- Aim of the task
How many lines of these entries include the string "your"? State the number alone.

- Data listing
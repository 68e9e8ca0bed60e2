use std::{
    collections::HashMap,
    env, fs,
    path::{Path, PathBuf},
};

use crate::{
    errors::{Error, ErrorKind},
    Result,
};

pub const DEFAULT_MAX_EXPRESSION_LENGTH: usize = 100;

/// Typed configuration for the calculator bot.
///
/// Message texts are Telegram HTML.
#[derive(Clone, Debug)]
pub struct Config {
    pub bot_token: String,
    pub max_expression_length: usize,
    pub error_messages: ErrorMessages,
    pub welcome_message: String,
    pub help_message: String,
    pub cleared_message: String,
    pub unknown_command_message: String,
    /// Reply to stickers, photos and other updates without text.
    pub non_text_message: String,
}

impl Config {
    pub fn load() -> Result<Self> {
        load_dotenv_if_present(Path::new(".env"));

        let bot_token = env_str("BOT_TOKEN")
            .and_then(non_empty)
            .or_else(|| env_str("TELEGRAM_BOT_TOKEN").and_then(non_empty))
            .ok_or_else(|| {
                Error::Config("No BOT_TOKEN found in environment variables!".to_string())
            })?;

        let max_expression_length =
            parse_max_expression_length(env_str("MAX_EXPRESSION_LENGTH"))?;

        let mut cfg = Self::new(bot_token, max_expression_length);
        if let Some(path) = env_path("ERROR_MESSAGES_FILE") {
            let overrides = load_message_overrides(&path)?;
            cfg.error_messages.merge(overrides);
        }

        Ok(cfg)
    }

    /// Configuration with the built-in message texts.
    pub fn new(bot_token: impl Into<String>, max_expression_length: usize) -> Self {
        Self {
            bot_token: bot_token.into(),
            max_expression_length,
            error_messages: ErrorMessages::defaults(max_expression_length),
            welcome_message: WELCOME_MESSAGE.to_string(),
            help_message: HELP_MESSAGE.to_string(),
            cleared_message: CLEARED_MESSAGE.to_string(),
            unknown_command_message: UNKNOWN_COMMAND_MESSAGE.to_string(),
            non_text_message: NON_TEXT_MESSAGE.to_string(),
        }
    }

    pub fn error_message(&self, kind: ErrorKind) -> &str {
        self.error_messages.get(kind)
    }
}

/// User-facing text for each `ErrorKind`.
#[derive(Clone, Debug)]
pub struct ErrorMessages {
    by_kind: HashMap<ErrorKind, String>,
}

impl ErrorMessages {
    pub fn defaults(max_expression_length: usize) -> Self {
        let by_kind = ErrorKind::ALL
            .into_iter()
            .map(|kind| {
                let text = match kind {
                    ErrorKind::DivisionByZero => "❌ Error: Division by zero!".to_string(),
                    ErrorKind::InvalidSyntax => "❌ Error: Invalid expression!".to_string(),
                    ErrorKind::MathDomain => "❌ Error: Math domain error!".to_string(),
                    ErrorKind::TooLong => format!(
                        "❌ Error: Expression too long! Max {max_expression_length} characters"
                    ),
                    ErrorKind::CalculationError => "❌ Error: Could not calculate!".to_string(),
                };
                (kind, text)
            })
            .collect();
        Self { by_kind }
    }

    pub fn get(&self, kind: ErrorKind) -> &str {
        self.by_kind.get(&kind).map(String::as_str).unwrap_or("❌ Error")
    }

    /// Replace the texts present in `overrides`; other kinds keep their current text.
    pub fn merge(&mut self, overrides: HashMap<ErrorKind, String>) {
        for (kind, text) in overrides {
            if !text.trim().is_empty() {
                self.by_kind.insert(kind, text);
            }
        }
    }
}

fn parse_max_expression_length(raw: Option<String>) -> Result<usize> {
    let Some(raw) = raw else {
        return Ok(DEFAULT_MAX_EXPRESSION_LENGTH);
    };
    let n = raw.trim().parse::<usize>().map_err(|_| {
        Error::Config(format!("MAX_EXPRESSION_LENGTH must be a number, got {raw:?}"))
    })?;
    if n == 0 {
        return Err(Error::Config(
            "MAX_EXPRESSION_LENGTH must be greater than zero".to_string(),
        ));
    }
    Ok(n)
}

fn load_message_overrides(path: &Path) -> Result<HashMap<ErrorKind, String>> {
    let raw = fs::read_to_string(path).map_err(|e| {
        Error::Config(format!("cannot read ERROR_MESSAGES_FILE {}: {e}", path.display()))
    })?;
    let parsed: HashMap<ErrorKind, String> = serde_json::from_str(&raw)?;
    Ok(parsed)
}

const WELCOME_MESSAGE: &str = "🧮 <b>Welcome to Calculator Bot!</b>

I'm your personal calculator bot. You can perform basic and scientific calculations right here in Telegram!

<b>Commands:</b>
/calc - Open calculator
/help - Show instructions
/clear - Reset current expression

<b>Features:</b>
• Basic operations: +, -, ×, ÷, %, ^
• Scientific functions: sin, cos, tan, log, ln, √, !
• Constants: π (pi), e
• Parentheses support
• Error handling

Press /calc to start calculating!";

const HELP_MESSAGE: &str = "📚 <b>Calculator Bot Help</b>

<b>Basic Operations:</b>
• Addition: 5 + 3
• Subtraction: 10 - 4
• Multiplication: 6 × 3
• Division: 15 ÷ 3
• Percent: 50% (equals 0.5)
• Power: 2 ^ 3 (equals 8)

<b>Scientific Functions:</b>
• sin(x), cos(x), tan(x) - x in radians
• log(100) - base 10 logarithm
• ln(10) - natural logarithm
• sqrt(25) - square root
• 5! - factorial

<b>Constants:</b>
• pi = 3.14159...
• e = 2.71828...

<b>Button Functions:</b>
• C - Clear last entry
• AC - Clear all (reset)
• ⌫ - Backspace
• = - Calculate result

<b>Tips:</b>
• You can type expressions directly
• Use parentheses: (5+3)*2
• The bot remembers your expression
• Use /clear to reset if needed

<b>Examples:</b>
• 2+2 = 4
• 5! = 120
• sqrt(25) = 5
• 2^3 = 8
• pi*2 = 6.2831853072";

const CLEARED_MESSAGE: &str = "🧹 Expression cleared.";

const UNKNOWN_COMMAND_MESSAGE: &str = "Unknown command. Use /help to see what I can do.";

const NON_TEXT_MESSAGE: &str =
    "Send me an expression like 2+2, or use /calc to open the keypad.";

fn env_str(key: &str) -> Option<String> {
    env::var(key).ok()
}

fn env_path(key: &str) -> Option<PathBuf> {
    env_str(key).and_then(non_empty).map(PathBuf::from)
}

fn load_dotenv_if_present(path: &Path) {
    let Ok(contents) = fs::read_to_string(path) else {
        return;
    };

    for raw in contents.lines() {
        let line = raw.trim();
        if line.is_empty() || line.starts_with('#') {
            continue;
        }

        let Some((k, v)) = line.split_once('=') else {
            continue;
        };

        let key = k.trim();
        if key.is_empty() {
            continue;
        }
        if env::var_os(key).is_some() {
            continue; // do not override existing env
        }

        env::set_var(key, unquote(v.trim()));
    }
}

fn unquote(val: &str) -> &str {
    if val.len() >= 2
        && ((val.starts_with('"') && val.ends_with('"'))
            || (val.starts_with('\'') && val.ends_with('\'')))
    {
        &val[1..val.len() - 1]
    } else {
        val
    }
}

fn non_empty(s: String) -> Option<String> {
    if s.trim().is_empty() {
        None
    } else {
        Some(s)
    }
}

#[cfg(test)]
mod tests {
    use super::*;

    #[test]
    fn too_long_default_mentions_limit() {
        let cfg = Config::new("token", 42);
        assert!(cfg.error_message(ErrorKind::TooLong).contains("Max 42"));
    }

    #[test]
    fn every_kind_has_a_default_message() {
        let msgs = ErrorMessages::defaults(100);
        for kind in ErrorKind::ALL {
            assert!(msgs.get(kind).starts_with("❌"));
        }
    }

    #[test]
    fn overrides_replace_only_listed_kinds() {
        let mut msgs = ErrorMessages::defaults(100);
        let overrides: HashMap<ErrorKind, String> =
            serde_json::from_str(r#"{"division_by_zero": "nope", "math_domain": "  "}"#)
                .unwrap();
        msgs.merge(overrides);

        assert_eq!(msgs.get(ErrorKind::DivisionByZero), "nope");
        assert_eq!(msgs.get(ErrorKind::MathDomain), "❌ Error: Math domain error!");
        assert_eq!(msgs.get(ErrorKind::InvalidSyntax), "❌ Error: Invalid expression!");
    }

    #[test]
    fn unknown_override_keys_are_rejected() {
        let parsed = serde_json::from_str::<HashMap<ErrorKind, String>>(r#"{"boom": "x"}"#);
        assert!(parsed.is_err());
    }

    #[test]
    fn max_expression_length_parsing() {
        assert_eq!(parse_max_expression_length(None).unwrap(), 100);
        assert_eq!(parse_max_expression_length(Some(" 250 ".into())).unwrap(), 250);
        assert!(matches!(
            parse_max_expression_length(Some("lots".into())),
            Err(Error::Config(_))
        ));
        assert!(matches!(
            parse_max_expression_length(Some("0".into())),
            Err(Error::Config(_))
        ));
    }

    #[test]
    fn message_overrides_load_from_file() {
        let tmp = tempfile::tempdir().expect("tempdir");
        let path = tmp.path().join("messages.json");
        fs::write(&path, r#"{"too_long": "too much", "invalid_syntax": "huh?"}"#).unwrap();

        let overrides = load_message_overrides(&path).unwrap();
        assert_eq!(overrides.len(), 2);
        assert_eq!(overrides[&ErrorKind::InvalidSyntax], "huh?");

        let mut msgs = ErrorMessages::defaults(100);
        msgs.merge(overrides);
        assert_eq!(msgs.get(ErrorKind::TooLong), "too much");
        assert_eq!(msgs.get(ErrorKind::DivisionByZero), "❌ Error: Division by zero!");
    }

    #[test]
    fn bad_message_files_are_config_or_json_errors() {
        let tmp = tempfile::tempdir().expect("tempdir");

        let missing = tmp.path().join("absent.json");
        assert!(matches!(
            load_message_overrides(&missing),
            Err(Error::Config(_))
        ));

        let broken = tmp.path().join("broken.json");
        fs::write(&broken, "{not json").unwrap();
        assert!(matches!(
            load_message_overrides(&broken),
            Err(Error::Json(_))
        ));
    }

    #[test]
    fn unquote_strips_matching_quotes() {
        assert_eq!(unquote("\"abc\""), "abc");
        assert_eq!(unquote("'abc'"), "abc");
        assert_eq!(unquote("\"abc'"), "\"abc'");
        assert_eq!(unquote("x"), "x");
    }
}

- Task solution
2